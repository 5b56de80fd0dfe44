//! Database retry logic
//!
//! Exponential backoff retry for transient SQLite lock errors. The total
//! retry budget comes from the te_database_max_lock_wait_ms setting.

use cropscout_common::{Error, Result};
use std::time::{Duration, Instant};

/// Retry a database operation with exponential backoff until max_wait_ms elapses.
///
/// **Algorithm:**
/// 1. Attempt operation
/// 2. If successful, return result
/// 3. If "database is locked" error:
///    a. If time elapsed < max_wait_ms: log WARN, backoff, retry
///    b. If time elapsed >= max_wait_ms: log ERROR, return error
/// 4. If other error: return error immediately (no retry)
///
/// **Backoff Strategy:**
/// - Initial delay: 10ms
/// - Max delay: 1000ms
/// - Multiplier: 2.0 (exponential)
///
/// # Arguments
/// * `operation_name` - Name for logging (e.g., "save_window")
/// * `max_wait_ms` - Maximum total time to retry
/// * `operation` - Async closure that performs the database operation
pub async fn retry_on_lock<F, Fut, T>(
    operation_name: &str,
    max_wait_ms: u64,
    mut operation: F,
) -> Result<T>
where
    F: FnMut() -> Fut,
    Fut: std::future::Future<Output = Result<T>>,
{
    let start_time = Instant::now();
    let max_duration = Duration::from_millis(max_wait_ms);
    let mut attempt = 0;
    let mut backoff_ms = 10u64;

    loop {
        attempt += 1;

        if attempt > 1 {
            tracing::debug!(
                operation = operation_name,
                attempt,
                "Retrying database operation"
            );
        }

        match operation().await {
            Ok(result) => {
                let elapsed_ms = start_time.elapsed().as_millis();

                if attempt > 1 {
                    if elapsed_ms > 2000 {
                        tracing::warn!(
                            operation = operation_name,
                            attempt,
                            elapsed_ms = elapsed_ms,
                            "Database operation succeeded after significant retry period (>2s)"
                        );
                    } else {
                        tracing::debug!(
                            operation = operation_name,
                            attempt,
                            elapsed_ms = elapsed_ms,
                            "Database operation succeeded after retry"
                        );
                    }
                }
                return Ok(result);
            }
            Err(err) => {
                if !is_lock_error(&err) {
                    // Non-lock error, fail immediately
                    return Err(err);
                }

                let elapsed = start_time.elapsed();

                if elapsed >= max_duration {
                    tracing::error!(
                        operation = operation_name,
                        attempt,
                        elapsed_ms = elapsed.as_millis(),
                        max_wait_ms,
                        "Database operation failed: max retry time exceeded"
                    );
                    return Err(Error::Internal(format!(
                        "Database locked after {} attempts ({} ms elapsed, max {} ms)",
                        attempt,
                        elapsed.as_millis(),
                        max_wait_ms
                    )));
                }

                let next_backoff_ms = backoff_ms.min(1000);

                tracing::warn!(
                    operation = operation_name,
                    attempt,
                    elapsed_ms = elapsed.as_millis(),
                    backoff_ms = next_backoff_ms,
                    remaining_ms = max_duration.saturating_sub(elapsed).as_millis(),
                    "Database locked, will retry after backoff"
                );

                tokio::time::sleep(Duration::from_millis(next_backoff_ms)).await;

                backoff_ms = (backoff_ms * 2).min(1000);
            }
        }
    }
}

/// SQLite reports lock contention through the error message text
fn is_lock_error(err: &Error) -> bool {
    err.to_string().contains("database is locked")
}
++++
Repeat all of the material, exactly as it reads.

• _Solution for this exercise_:
repository 5b56de80fd0dfe44
//! Database retry logic
//!
//! Exponential backoff retry for transient SQLite lock errors. The total
//! retry budget comes from the te_database_max_lock_wait_ms setting.

use cropscout_common::{Error, Result};
use std::time::{Duration, Instant};

/// Retry a database operation with exponential backoff until max_wait_ms elapses.
///
/// **Algorithm:**
/// 1. Attempt operation
/// 2. If successful, return result
/// 3. If "database is locked" error:
///    a. If time elapsed < max_wait_ms: log WARN, backoff, retry
///    b. If time elapsed >= max_wait_ms: log ERROR, return error
/// 4. If other error: return error immediately (no retry)
///
/// **Backoff Strategy:**
/// - Initial delay: 10ms
/// - Max delay: 1000ms
/// - Multiplier: 2.0 (exponential)
///
/// # Arguments
/// * `operation_name` - Name for logging (e.g., "save_window")
/// * `max_wait_ms` - Maximum total time to retry
/// * `operation` - Async closure that performs the database operation
pub async fn retry_on_lock<F, Fut, T>(
    operation_name: &str,
    max_wait_ms: u64,
    mut operation: F,
) -> Result<T>
where
    F: FnMut() -> Fut,
    Fut: std::future::Future<Output = Result<T>>,
{
    let start_time = Instant::now();
    let max_duration = Duration::from_millis(max_wait_ms);
    let mut attempt = 0;
    let mut backoff_ms = 10u64;

    loop {
        attempt += 1;

        if attempt > 1 {
            tracing::debug!(
                operation = operation_name,
                attempt,
                "Retrying database operation"
            );
        }

        match operation().await {
            Ok(result) => {
                let elapsed_ms = start_time.elapsed().as_millis();

                if attempt > 1 {
                    if elapsed_ms > 2000 {
                        tracing::warn!(
                            operation = operation_name,
                            attempt,
                            elapsed_ms = elapsed_ms,
                            "Database operation succeeded after significant retry period (>2s)"
                        );
                    } else {
                        tracing::debug!(
                            operation = operation_name,
                            attempt,
                            elapsed_ms = elapsed_ms,
                            "Database operation succeeded after retry"
                        );
                    }
                }
                return Ok(result);
            }
            Err(err) => {
                if !is_lock_error(&err) {
                    // Non-lock error, fail immediately
                    return Err(err);
                }

                let elapsed = start_time.elapsed();

                if elapsed >= max_duration {
                    tracing::error!(
                        operation = operation_name,
                        attempt,
                        elapsed_ms = elapsed.as_millis(),
                        max_wait_ms,
                        "Database operation failed: max retry time exceeded"
                    );
                    return Err(Error::Internal(format!(
                        "Database locked after {} attempts ({} ms elapsed, max {} ms)",
                        attempt,
                        elapsed.as_millis(),
                        max_wait_ms
                    )));
                }

                let next_backoff_ms = backoff_ms.min(1000);

                tracing::warn!(
                    operation = operation_name,
                    attempt,
                    elapsed_ms = elapsed.as_millis(),
                    backoff_ms = next_backoff_ms,
                    remaining_ms = max_duration.saturating_sub(elapsed).as_millis(),
                    "Database locked, will retry after backoff"
                );

                tokio::time::sleep(Duration::from_millis(next_backoff_ms)).await;

                backoff_ms = (backoff_ms * 2).min(1000);
            }
        }
    }
}

/// SQLite reports lock contention through the error message text
fn is_lock_error(err: &Error) -> bool {
    err.to_string().contains("database is locked")
}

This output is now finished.